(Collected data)
----------

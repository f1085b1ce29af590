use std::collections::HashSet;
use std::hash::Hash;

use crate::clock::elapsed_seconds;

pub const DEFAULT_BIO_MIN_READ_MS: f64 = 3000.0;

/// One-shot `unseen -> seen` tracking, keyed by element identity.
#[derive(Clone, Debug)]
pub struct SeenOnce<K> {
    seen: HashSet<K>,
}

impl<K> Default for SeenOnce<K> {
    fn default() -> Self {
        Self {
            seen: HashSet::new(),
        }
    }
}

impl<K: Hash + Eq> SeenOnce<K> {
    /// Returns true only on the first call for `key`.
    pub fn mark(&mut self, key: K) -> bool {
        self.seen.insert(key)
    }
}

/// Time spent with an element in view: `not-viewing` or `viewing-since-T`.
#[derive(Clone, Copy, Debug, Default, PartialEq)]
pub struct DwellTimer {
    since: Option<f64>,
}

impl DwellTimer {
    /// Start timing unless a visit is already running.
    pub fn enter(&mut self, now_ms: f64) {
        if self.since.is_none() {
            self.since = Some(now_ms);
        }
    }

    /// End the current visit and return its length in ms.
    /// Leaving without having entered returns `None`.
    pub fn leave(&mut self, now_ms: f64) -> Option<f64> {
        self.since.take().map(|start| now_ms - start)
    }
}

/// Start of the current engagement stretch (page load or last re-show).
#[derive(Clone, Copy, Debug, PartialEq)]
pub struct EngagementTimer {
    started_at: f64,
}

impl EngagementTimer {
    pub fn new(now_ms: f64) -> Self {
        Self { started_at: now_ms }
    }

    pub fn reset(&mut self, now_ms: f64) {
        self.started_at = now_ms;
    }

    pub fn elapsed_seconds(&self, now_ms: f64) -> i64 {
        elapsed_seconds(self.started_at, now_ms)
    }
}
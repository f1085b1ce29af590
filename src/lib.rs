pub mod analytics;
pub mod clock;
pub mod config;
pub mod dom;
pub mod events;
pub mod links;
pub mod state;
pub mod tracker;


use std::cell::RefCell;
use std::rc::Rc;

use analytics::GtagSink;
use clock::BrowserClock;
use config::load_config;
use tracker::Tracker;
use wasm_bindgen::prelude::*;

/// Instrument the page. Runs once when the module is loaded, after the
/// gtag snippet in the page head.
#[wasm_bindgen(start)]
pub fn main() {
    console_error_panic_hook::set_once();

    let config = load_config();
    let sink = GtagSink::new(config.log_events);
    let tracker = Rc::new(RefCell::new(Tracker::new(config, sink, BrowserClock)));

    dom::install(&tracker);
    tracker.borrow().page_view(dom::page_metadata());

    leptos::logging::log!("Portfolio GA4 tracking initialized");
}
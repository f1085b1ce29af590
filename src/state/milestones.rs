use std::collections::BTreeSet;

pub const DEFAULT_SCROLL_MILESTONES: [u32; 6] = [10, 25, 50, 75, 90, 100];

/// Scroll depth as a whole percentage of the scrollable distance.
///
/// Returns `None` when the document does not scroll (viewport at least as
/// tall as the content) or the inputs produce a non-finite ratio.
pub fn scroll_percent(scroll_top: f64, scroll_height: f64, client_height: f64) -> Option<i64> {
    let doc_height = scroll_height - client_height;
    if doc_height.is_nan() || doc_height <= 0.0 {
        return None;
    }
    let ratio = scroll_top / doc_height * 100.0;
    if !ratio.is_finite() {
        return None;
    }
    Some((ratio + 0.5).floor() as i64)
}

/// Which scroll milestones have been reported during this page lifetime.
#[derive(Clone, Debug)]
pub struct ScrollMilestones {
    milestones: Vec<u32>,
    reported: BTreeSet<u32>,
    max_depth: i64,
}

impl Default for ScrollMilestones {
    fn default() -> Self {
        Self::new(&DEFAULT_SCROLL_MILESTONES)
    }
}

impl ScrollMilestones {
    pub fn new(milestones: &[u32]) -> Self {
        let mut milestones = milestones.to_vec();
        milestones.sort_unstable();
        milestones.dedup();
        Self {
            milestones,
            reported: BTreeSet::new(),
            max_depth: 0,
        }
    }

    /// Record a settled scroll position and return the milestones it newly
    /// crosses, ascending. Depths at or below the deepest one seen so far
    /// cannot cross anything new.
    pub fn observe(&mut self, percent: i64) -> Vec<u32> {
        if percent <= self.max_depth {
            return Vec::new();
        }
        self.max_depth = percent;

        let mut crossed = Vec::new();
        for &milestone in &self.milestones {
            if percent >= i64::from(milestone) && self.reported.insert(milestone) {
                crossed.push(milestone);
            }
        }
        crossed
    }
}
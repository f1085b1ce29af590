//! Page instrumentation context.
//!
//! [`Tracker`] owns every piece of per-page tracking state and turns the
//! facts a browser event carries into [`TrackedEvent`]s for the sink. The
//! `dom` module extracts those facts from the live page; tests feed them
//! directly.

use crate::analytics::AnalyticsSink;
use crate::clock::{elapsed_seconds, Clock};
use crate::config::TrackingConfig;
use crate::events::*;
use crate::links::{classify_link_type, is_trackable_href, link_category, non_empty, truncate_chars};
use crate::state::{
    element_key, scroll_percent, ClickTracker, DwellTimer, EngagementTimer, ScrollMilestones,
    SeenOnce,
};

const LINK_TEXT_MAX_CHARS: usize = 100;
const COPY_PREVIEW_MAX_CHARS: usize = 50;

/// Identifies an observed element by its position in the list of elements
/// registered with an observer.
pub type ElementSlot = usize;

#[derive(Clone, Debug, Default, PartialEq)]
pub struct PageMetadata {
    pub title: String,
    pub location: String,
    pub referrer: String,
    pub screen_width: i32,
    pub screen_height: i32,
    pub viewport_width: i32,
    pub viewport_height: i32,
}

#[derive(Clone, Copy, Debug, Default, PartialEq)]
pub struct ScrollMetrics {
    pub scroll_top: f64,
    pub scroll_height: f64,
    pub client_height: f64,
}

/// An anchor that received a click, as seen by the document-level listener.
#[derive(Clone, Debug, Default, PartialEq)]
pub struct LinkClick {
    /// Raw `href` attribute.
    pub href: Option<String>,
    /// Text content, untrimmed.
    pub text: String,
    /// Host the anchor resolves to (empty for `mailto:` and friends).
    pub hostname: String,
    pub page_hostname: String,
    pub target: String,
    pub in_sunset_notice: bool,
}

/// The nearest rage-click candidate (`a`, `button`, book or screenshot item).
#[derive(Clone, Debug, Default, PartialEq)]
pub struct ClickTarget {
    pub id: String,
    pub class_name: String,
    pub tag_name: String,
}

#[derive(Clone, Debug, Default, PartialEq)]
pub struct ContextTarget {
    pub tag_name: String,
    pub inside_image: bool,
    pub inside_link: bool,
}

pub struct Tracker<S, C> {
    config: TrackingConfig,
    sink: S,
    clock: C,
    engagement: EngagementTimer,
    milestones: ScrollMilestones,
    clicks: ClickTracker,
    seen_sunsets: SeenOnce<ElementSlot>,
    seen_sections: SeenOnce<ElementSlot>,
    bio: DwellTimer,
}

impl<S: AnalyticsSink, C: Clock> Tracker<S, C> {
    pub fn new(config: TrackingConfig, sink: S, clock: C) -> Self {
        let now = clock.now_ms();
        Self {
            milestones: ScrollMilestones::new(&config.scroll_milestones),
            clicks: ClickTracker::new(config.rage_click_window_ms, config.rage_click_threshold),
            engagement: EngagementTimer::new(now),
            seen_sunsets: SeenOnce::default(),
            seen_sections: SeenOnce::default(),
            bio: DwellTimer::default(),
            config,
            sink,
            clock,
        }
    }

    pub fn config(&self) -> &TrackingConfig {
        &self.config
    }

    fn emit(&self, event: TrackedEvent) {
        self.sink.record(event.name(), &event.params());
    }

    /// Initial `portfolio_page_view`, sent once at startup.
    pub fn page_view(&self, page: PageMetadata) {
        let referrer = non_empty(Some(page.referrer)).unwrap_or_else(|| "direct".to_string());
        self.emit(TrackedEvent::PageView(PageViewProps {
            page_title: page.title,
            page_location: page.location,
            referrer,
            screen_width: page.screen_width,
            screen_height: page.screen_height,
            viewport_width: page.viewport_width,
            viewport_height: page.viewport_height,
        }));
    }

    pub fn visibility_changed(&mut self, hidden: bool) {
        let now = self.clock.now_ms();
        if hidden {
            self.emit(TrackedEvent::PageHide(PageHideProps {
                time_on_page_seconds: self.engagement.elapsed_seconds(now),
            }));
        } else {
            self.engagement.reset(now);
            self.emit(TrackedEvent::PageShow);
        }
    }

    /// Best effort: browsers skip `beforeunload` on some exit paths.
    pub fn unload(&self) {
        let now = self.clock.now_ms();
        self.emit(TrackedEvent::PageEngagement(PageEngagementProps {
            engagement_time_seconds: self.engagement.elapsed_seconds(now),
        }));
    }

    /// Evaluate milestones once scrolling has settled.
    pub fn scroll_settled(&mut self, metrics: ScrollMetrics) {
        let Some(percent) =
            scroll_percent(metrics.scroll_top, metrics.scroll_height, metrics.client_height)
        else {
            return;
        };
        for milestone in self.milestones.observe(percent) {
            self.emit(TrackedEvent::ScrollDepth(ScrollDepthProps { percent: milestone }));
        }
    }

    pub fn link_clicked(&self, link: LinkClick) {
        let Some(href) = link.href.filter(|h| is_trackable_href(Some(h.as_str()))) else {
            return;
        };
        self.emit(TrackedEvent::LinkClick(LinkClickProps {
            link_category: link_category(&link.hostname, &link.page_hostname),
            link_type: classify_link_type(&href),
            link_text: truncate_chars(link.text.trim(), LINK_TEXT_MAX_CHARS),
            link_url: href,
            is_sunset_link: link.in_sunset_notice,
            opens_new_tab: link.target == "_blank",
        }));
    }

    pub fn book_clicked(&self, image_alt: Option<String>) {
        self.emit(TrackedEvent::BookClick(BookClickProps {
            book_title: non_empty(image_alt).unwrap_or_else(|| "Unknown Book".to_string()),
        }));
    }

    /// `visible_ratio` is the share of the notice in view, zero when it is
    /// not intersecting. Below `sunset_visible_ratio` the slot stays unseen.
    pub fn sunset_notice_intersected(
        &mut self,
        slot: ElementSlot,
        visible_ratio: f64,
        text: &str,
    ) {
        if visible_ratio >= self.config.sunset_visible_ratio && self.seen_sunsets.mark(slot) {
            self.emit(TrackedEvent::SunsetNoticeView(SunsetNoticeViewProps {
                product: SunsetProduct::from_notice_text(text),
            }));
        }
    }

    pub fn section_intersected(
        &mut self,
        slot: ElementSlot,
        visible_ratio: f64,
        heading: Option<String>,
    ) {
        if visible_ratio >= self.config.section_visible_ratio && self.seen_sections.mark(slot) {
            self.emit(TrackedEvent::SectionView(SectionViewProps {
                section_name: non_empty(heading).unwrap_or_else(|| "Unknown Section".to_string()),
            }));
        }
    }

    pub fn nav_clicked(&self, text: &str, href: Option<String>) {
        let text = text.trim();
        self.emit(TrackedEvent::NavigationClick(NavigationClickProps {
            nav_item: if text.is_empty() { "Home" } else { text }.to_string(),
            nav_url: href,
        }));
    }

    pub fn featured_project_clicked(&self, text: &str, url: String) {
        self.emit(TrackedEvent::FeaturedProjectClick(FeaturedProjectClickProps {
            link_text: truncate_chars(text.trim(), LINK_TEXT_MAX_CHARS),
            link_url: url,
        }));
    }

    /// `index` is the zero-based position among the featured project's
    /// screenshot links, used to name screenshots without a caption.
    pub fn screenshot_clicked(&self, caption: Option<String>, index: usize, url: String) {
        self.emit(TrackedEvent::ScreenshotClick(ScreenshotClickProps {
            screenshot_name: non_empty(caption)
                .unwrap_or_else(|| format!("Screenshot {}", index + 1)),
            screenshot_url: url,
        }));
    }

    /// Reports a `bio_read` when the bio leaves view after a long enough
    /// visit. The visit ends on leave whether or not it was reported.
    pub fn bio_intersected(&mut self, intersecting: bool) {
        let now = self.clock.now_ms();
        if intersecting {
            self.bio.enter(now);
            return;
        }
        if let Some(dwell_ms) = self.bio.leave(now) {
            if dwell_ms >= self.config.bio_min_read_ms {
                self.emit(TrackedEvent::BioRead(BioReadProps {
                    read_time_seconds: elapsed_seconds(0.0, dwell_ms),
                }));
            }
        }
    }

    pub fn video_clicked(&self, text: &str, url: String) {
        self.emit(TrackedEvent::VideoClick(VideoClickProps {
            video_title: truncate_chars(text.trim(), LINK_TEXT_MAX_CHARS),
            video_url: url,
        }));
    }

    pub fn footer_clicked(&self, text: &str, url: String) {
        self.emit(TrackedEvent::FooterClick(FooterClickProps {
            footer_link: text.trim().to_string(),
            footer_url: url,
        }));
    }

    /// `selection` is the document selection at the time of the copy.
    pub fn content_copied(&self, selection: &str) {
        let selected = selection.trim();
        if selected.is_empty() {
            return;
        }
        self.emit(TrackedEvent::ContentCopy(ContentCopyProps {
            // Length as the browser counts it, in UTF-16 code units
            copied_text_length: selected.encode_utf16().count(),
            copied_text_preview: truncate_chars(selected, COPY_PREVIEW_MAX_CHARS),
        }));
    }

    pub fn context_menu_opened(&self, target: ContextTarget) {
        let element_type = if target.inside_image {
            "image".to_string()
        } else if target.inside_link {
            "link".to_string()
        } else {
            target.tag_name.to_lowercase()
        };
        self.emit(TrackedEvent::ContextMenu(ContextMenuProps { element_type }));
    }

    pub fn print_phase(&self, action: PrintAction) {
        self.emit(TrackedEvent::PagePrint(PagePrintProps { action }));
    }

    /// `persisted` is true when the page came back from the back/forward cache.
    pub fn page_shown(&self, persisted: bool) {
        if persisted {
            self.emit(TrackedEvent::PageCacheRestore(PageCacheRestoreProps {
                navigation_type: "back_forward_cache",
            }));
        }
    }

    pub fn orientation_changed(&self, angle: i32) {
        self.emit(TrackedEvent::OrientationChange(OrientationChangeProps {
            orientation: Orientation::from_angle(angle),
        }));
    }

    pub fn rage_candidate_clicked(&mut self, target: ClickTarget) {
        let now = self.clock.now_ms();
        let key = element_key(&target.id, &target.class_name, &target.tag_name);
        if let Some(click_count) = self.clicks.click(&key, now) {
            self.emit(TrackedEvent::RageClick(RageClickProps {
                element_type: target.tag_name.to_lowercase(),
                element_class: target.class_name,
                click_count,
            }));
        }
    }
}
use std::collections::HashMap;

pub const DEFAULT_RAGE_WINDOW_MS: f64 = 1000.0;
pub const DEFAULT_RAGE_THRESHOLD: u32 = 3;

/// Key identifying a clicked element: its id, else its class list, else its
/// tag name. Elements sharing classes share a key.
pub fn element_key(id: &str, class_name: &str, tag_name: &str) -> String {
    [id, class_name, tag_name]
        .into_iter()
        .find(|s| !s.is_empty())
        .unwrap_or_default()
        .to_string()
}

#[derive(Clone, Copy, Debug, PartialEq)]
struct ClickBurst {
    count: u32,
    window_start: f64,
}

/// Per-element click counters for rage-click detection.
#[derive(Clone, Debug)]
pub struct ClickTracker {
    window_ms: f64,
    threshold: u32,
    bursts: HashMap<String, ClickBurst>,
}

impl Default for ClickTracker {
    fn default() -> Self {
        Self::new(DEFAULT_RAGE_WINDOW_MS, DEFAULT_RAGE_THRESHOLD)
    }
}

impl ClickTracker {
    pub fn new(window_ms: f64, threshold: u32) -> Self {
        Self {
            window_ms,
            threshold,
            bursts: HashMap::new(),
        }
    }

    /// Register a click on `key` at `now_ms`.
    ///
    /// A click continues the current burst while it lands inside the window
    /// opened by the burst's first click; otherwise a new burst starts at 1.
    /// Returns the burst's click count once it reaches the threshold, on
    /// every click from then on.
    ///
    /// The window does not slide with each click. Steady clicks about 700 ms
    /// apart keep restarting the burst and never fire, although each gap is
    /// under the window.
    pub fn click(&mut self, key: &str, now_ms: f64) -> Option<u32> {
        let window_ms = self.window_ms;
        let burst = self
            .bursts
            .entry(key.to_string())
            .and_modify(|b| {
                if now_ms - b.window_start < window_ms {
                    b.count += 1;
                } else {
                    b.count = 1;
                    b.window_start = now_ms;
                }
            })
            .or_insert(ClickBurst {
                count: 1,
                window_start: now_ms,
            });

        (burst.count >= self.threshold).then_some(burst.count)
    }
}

----------

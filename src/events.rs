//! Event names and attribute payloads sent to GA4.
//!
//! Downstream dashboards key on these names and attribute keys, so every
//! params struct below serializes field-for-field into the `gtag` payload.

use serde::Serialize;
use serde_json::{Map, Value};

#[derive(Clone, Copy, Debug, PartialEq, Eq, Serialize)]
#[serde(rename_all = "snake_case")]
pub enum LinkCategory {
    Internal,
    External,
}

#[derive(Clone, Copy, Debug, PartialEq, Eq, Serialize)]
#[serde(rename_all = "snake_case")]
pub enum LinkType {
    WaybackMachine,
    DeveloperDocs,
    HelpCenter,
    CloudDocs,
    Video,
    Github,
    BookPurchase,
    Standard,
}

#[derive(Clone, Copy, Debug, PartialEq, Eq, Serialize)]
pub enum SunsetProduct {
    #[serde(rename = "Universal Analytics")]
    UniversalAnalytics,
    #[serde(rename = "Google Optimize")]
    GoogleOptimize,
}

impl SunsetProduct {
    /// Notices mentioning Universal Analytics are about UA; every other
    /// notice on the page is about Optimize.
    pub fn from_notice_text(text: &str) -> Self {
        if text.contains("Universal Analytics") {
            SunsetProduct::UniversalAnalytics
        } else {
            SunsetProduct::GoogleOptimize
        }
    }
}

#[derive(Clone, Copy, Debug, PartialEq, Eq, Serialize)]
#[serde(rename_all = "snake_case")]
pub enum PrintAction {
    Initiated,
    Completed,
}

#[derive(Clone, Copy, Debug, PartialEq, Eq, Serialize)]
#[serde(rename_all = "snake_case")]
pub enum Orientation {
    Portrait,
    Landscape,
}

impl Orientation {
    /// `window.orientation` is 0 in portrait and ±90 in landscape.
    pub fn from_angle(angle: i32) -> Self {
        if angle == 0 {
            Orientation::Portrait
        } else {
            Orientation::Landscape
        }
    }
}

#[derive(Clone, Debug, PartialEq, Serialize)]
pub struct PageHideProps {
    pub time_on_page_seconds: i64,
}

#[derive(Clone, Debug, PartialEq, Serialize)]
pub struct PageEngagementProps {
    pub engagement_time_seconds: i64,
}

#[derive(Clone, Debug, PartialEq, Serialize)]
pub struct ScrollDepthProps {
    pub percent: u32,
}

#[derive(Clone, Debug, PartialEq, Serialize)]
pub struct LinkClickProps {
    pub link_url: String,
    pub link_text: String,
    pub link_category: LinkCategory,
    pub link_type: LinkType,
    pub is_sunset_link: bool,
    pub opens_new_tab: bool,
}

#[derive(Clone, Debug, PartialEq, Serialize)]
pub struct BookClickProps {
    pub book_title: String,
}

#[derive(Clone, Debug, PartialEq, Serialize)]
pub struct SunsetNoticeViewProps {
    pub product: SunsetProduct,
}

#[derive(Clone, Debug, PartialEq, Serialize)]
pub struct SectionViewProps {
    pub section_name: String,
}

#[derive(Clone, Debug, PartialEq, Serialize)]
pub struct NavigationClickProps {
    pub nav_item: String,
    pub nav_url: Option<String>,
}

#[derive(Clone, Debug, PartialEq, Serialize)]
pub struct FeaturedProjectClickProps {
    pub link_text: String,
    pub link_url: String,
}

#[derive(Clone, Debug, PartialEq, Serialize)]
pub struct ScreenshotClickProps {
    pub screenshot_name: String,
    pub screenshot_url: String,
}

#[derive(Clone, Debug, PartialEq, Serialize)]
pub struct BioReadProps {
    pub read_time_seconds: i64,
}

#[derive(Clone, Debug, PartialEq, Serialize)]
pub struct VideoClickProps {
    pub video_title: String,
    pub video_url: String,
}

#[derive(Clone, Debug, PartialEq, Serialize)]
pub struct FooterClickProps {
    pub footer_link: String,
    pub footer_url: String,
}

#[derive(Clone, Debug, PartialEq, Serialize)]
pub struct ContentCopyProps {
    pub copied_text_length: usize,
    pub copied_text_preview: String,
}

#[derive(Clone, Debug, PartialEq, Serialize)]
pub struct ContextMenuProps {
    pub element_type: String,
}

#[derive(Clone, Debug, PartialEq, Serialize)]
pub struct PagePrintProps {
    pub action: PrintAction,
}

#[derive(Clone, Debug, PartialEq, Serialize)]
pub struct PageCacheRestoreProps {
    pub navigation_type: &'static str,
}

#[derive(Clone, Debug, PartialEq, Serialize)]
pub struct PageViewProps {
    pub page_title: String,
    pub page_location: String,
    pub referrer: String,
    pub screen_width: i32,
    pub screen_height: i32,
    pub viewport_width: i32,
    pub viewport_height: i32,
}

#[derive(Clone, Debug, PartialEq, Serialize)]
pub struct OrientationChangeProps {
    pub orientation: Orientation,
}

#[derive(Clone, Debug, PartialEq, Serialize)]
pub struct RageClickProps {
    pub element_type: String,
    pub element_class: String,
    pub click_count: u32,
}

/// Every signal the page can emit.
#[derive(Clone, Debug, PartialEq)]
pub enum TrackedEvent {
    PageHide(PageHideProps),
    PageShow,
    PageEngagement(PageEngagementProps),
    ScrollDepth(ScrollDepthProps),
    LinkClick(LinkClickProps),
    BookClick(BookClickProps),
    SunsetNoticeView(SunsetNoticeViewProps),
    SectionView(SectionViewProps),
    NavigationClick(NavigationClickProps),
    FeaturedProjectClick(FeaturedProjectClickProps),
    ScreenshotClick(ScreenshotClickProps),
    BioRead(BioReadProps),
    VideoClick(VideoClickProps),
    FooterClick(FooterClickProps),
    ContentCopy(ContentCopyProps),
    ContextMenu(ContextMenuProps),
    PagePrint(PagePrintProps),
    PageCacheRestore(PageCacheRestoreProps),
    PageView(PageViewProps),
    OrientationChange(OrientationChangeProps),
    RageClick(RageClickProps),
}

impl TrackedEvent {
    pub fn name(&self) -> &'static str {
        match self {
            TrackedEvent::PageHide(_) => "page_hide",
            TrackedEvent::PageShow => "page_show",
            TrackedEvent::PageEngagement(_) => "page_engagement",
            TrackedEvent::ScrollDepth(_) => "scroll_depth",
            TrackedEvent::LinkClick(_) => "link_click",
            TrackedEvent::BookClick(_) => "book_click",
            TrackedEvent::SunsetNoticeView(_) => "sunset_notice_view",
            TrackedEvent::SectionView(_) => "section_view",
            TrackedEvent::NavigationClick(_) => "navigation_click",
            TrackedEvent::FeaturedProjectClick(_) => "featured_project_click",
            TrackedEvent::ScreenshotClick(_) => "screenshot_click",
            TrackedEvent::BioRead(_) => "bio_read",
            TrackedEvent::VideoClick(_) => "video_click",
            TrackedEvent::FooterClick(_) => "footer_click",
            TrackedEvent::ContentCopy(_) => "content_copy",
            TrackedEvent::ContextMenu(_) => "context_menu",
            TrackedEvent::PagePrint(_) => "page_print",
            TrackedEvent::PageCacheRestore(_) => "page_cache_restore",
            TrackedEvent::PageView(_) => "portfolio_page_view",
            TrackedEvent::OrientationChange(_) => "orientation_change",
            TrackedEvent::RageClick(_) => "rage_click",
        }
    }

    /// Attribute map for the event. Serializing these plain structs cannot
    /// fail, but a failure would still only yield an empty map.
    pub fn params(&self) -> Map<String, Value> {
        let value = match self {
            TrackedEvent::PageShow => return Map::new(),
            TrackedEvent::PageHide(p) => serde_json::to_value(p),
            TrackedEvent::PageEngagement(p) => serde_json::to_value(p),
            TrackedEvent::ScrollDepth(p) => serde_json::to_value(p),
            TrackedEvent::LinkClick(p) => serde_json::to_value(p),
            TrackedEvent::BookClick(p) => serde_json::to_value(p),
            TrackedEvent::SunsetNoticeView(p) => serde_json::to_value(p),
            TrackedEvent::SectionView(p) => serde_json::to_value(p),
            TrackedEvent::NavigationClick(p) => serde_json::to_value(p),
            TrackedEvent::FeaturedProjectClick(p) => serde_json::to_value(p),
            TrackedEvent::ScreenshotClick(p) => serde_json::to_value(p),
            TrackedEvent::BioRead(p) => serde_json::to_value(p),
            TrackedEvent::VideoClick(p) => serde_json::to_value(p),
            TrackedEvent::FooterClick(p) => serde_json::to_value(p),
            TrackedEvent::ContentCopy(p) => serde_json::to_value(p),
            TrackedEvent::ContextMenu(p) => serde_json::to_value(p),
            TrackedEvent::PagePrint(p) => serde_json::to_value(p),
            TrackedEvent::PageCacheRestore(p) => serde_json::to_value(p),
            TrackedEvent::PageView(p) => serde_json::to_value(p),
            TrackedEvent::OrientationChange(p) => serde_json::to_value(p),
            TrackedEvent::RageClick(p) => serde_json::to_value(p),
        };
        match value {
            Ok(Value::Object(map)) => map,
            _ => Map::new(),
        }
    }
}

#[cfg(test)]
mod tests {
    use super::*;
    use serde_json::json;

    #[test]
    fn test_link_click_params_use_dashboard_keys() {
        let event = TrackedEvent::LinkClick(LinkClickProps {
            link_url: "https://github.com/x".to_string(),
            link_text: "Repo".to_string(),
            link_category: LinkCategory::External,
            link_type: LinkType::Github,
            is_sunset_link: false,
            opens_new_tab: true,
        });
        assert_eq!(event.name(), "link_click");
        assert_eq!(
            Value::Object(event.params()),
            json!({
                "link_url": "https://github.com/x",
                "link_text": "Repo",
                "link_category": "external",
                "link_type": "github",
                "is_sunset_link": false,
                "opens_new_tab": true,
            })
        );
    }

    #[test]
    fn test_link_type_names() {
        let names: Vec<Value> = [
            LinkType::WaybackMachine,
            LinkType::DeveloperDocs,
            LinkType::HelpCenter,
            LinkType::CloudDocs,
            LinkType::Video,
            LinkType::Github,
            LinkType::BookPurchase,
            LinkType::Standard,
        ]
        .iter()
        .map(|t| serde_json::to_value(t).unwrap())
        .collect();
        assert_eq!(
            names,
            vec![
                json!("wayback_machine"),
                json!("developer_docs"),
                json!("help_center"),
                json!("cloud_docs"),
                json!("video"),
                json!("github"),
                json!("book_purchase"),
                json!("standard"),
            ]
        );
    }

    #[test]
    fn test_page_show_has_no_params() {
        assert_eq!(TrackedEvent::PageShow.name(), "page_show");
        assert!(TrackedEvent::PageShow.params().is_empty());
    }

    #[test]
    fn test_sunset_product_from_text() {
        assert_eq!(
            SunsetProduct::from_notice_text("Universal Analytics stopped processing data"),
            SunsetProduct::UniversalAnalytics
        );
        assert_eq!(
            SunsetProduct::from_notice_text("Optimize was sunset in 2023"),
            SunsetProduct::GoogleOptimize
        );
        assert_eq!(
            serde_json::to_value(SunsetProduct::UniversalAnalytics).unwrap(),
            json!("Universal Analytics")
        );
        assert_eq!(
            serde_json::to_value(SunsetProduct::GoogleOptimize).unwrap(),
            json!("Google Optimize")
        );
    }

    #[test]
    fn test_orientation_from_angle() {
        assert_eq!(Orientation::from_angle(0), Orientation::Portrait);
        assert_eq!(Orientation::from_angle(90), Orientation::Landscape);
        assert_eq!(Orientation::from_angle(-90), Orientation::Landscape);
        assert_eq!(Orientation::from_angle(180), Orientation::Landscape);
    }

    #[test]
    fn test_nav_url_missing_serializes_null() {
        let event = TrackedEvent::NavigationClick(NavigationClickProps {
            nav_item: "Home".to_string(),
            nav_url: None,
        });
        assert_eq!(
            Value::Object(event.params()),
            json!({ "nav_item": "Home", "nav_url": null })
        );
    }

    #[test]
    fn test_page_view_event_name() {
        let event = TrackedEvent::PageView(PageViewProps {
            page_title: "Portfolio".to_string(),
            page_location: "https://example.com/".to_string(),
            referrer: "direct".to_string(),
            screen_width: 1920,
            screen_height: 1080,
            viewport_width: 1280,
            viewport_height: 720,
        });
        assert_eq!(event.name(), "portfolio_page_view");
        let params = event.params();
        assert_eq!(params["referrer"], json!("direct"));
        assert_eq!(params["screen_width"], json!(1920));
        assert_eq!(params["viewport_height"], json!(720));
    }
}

----------

**What to work on**
Out of the records, collect only those lines that contain the string "referrer".

**Task response**
    pub referrer: String,
        let referrer = non_empty(Some(page.referrer)).unwrap_or_else(|| "direct".to_string());
            referrer,
    pub referrer: String,
            referrer: "direct".to_string(),
        assert_eq!(params["referrer"], json!("direct"));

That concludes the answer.